Photo 1. General photo of Chatyn peak. The photograph is retaken from the report of the team of "Baksan" alpine camp 1984.
— Myshlyaev's route 1959 — 6A cat. diff., climbed by the team — Chernoslivin's route 1965 — 6A cat. diff. — Snesarev's route 1959 — 6A cat. diff. — Grakovich's route 1972 — 6A cat. diff.
Tactical actions of the team
The ascent was carried out according to the tactical plan. Initially, the team planned to climb Chernoslivin's route as the most technically difficult and longest route on the "Romb" and not yet climbed in winter conditions. But after being dropped off on the Chalaat glacier plateau and viewing the entire "Romb" through a monocular, it became clear that there were fixed ropes on all routes to the left of Myshlyaev's route, namely:
- on Chernoslivin's route — almost along the entire length of the route;
- on Snesarev's route — almost along the entire length of the route.
Out of the initial options considered by the team as possible ascent objects, only Myshlyaev's route was "clean".

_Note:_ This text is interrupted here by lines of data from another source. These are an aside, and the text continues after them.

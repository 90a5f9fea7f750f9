//! Structured error payload and the failure-to-status translator.

use serde::{Deserialize, Serialize};
use std::backtrace::Backtrace;
use std::error::Error as _;
use std::fmt;

use crate::catalog::error::CatalogError;

/// Error payload handed to the caller's error handler.
#[derive(Debug, Clone, PartialEq, Eq, Serialize, Deserialize)]
pub struct ErrorResponse {
    pub message: String,
    /// Symbolic failure kind, e.g. `NoSuchTableException`.
    #[serde(rename = "type")]
    pub error_type: String,
    pub code: u16,
    #[serde(default, skip_serializing_if = "Option::is_none")]
    pub stack: Option<Vec<String>>,
}

#[derive(Serialize, Deserialize)]
struct ErrorEnvelope {
    error: ErrorResponse,
}

impl ErrorResponse {
    pub fn new(code: u16, error_type: impl Into<String>, message: impl Into<String>) -> Self {
        Self {
            message: message.into(),
            error_type: error_type.into(),
            code,
            stack: None,
        }
    }

    pub fn with_stack(mut self, stack: Vec<String>) -> Self {
        self.stack = Some(stack);
        self
    }

    /// Serialize as `{"error": {...}}`.
    pub fn to_json(&self) -> serde_json::Result<String> {
        serde_json::to_string(&ErrorEnvelope {
            error: self.clone(),
        })
    }

    pub fn from_json(json: &str) -> serde_json::Result<Self> {
        serde_json::from_str::<ErrorEnvelope>(json).map(|envelope| envelope.error)
    }
}

impl fmt::Display for ErrorResponse {
    fn fmt(&self, f: &mut fmt::Formatter<'_>) -> fmt::Result {
        write!(
            f,
            "ErrorResponse(code={}, type={}, message={})",
            self.code, self.error_type, self.message
        )
    }
}

/// Wire status for a failure kind. Kinds outside the table are 500.
pub fn status_code(err: &CatalogError) -> u16 {
    match err {
        CatalogError::IllegalArgument(_)
        | CatalogError::Validation(_)
        | CatalogError::NamespaceNotEmpty(_) => 400,
        CatalogError::NotAuthorized(_) => 401,
        CatalogError::Forbidden(_) => 403,
        CatalogError::NoSuchNamespace(_)
        | CatalogError::NoSuchTable(_)
        | CatalogError::NoSuchIcebergTable(_) => 404,
        CatalogError::UnsupportedOperation(_) => 406,
        CatalogError::AlreadyExists(_) | CatalogError::CommitFailed(_) => 409,
        CatalogError::UnprocessableEntity(_) => 422,
        CatalogError::CommitStateUnknown { .. }
        | CatalogError::BadRequestType { .. }
        | CatalogError::BadResponseType { .. }
        | CatalogError::Rest(_)
        | CatalogError::Other { .. } => 500,
    }
}

/// Translates raised failures into [`ErrorResponse`]s.
#[derive(Debug, Clone, Copy)]
pub struct ErrorTranslator {
    capture_backtrace: bool,
}

impl Default for ErrorTranslator {
    fn default() -> Self {
        Self {
            capture_backtrace: true,
        }
    }
}

impl ErrorTranslator {
    pub fn new(capture_backtrace: bool) -> Self {
        Self { capture_backtrace }
    }

    /// Build the payload for `err`. The stack is always present: the first
    /// frame is `"{type}: {message}"`, followed by the error's causes and,
    /// when enabled, the backtrace of the translation site.
    pub fn translate(&self, err: &CatalogError) -> ErrorResponse {
        let error_type = err.kind().to_string();
        let message = err.to_string();

        let mut stack = vec![format!("{}: {}", error_type, message)];
        let mut cause = err.source();
        while let Some(source) = cause {
            stack.push(format!("Caused by: {}", source));
            cause = source.source();
        }
        if self.capture_backtrace {
            let backtrace = Backtrace::force_capture().to_string();
            stack.extend(
                backtrace
                    .lines()
                    .map(str::trim)
                    .filter(|line| !line.is_empty())
                    .map(|line| format!("\tat {}", line)),
            );
        }

        ErrorResponse::new(status_code(err), error_type, message).with_stack(stack)
    }
}

#[cfg(test)]
mod tests {
    use super::*;

    #[test]
    fn test_status_table() {
        let cases = [
            (CatalogError::IllegalArgument("x".into()), 400),
            (CatalogError::Validation("x".into()), 400),
            (CatalogError::NamespaceNotEmpty("x".into()), 400),
            (CatalogError::NotAuthorized("x".into()), 401),
            (CatalogError::Forbidden("x".into()), 403),
            (CatalogError::NoSuchNamespace("x".into()), 404),
            (CatalogError::NoSuchTable("x".into()), 404),
            (CatalogError::NoSuchIcebergTable("x".into()), 404),
            (CatalogError::UnsupportedOperation("x".into()), 406),
            (CatalogError::AlreadyExists("x".into()), 409),
            (CatalogError::CommitFailed("x".into()), 409),
            (CatalogError::UnprocessableEntity("x".into()), 422),
            (
                CatalogError::CommitStateUnknown {
                    message: "x".into(),
                    source: None,
                },
                500,
            ),
            (CatalogError::other("SomethingElse", "x"), 500),
        ];
        for (err, code) in cases {
            assert_eq!(status_code(&err), code, "{}", err.kind());
        }
    }

    #[test]
    fn test_translate_without_backtrace() {
        let translator = ErrorTranslator::new(false);
        let err = CatalogError::NoSuchTable("Table does not exist: db.t".into());
        let response = translator.translate(&err);

        assert_eq!(response.code, 404);
        assert_eq!(response.error_type, "NoSuchTableException");
        assert_eq!(response.message, "Table does not exist: db.t");
        assert_eq!(
            response.stack,
            Some(vec!["NoSuchTableException: Table does not exist: db.t".to_string()])
        );
    }

    #[test]
    fn test_translate_includes_causes() {
        let translator = ErrorTranslator::new(false);
        let cause = std::io::Error::new(std::io::ErrorKind::Other, "connection reset");
        let err = CatalogError::commit_state_unknown("unknown outcome", Box::new(cause));
        let stack = translator.translate(&err).stack.unwrap();
        assert_eq!(stack[1], "Caused by: connection reset");
    }

    #[test]
    fn test_translate_with_backtrace_has_frames() {
        let response = ErrorTranslator::default().translate(&CatalogError::Forbidden("no".into()));
        assert_eq!(response.code, 403);
        assert!(response.stack.unwrap().len() > 1);
    }

    #[test]
    fn test_json_envelope() {
        let response = ErrorResponse::new(404, "NoSuchTableException", "gone");
        let json = response.to_json().unwrap();
        assert_eq!(
            json,
            r#"{"error":{"message":"gone","type":"NoSuchTableException","code":404}}"#
        );
        assert_eq!(ErrorResponse::from_json(&json).unwrap(), response);
    }
}
//! Observability subsystem.
//!
//! # Data Flow
//! ```text
//! RestCatalogAdapter::execute produces:
//!     → tracing events (route matched, no route, translated failures)
//!     → metrics.rs (request counter and latency histogram)
//!
//! Consumers:
//!     → logging.rs installs the fmt subscriber (stderr)
//!     → any `metrics` recorder the embedding process installs
//! ```
//!
//! # Design Decisions
//! - Structured fields (route, code, error_type) rather than formatted text
//! - Metrics go through the `metrics` facade; without a recorder they are no-ops
//! - Logging setup is explicit; the library never installs a subscriber itself

pub mod logging;
pub mod metrics;

pub use logging::init_logging;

The tactical plan for the route was drawn up directly under the route itself, which made it possible to take into account all the subtleties of the upcoming ascent. Since two other competing teams: UMTS "Elbrus" and Elbrus KSS led by Avtomonov were also present under the wall at that moment, re-registration and re-issuance of discharge documents did not cause any problems.
February 17, 1994. Our group: 5 team members + 2 observers, overnight stay together with two competing teams, was airlifted by helicopter to the Chalaat glacier plateau under the Northern wall of Chatyn.
To climb the "Romb", we had all the necessary equipment:
- specially made wall tent
- stock of ropes
- "hook-legs"
- bolt pitons
- spare pair of crampons
On the route, the team worked in two rope teams:
- Pogorelov–Polokhov–Astakhov
- Zaporozhsky–Koshelenko.
It was planned to complete the route in 7 days with 2 days of processing. The ascent showed that the assessment of the possibilities and the winter condition of the wall were made correctly.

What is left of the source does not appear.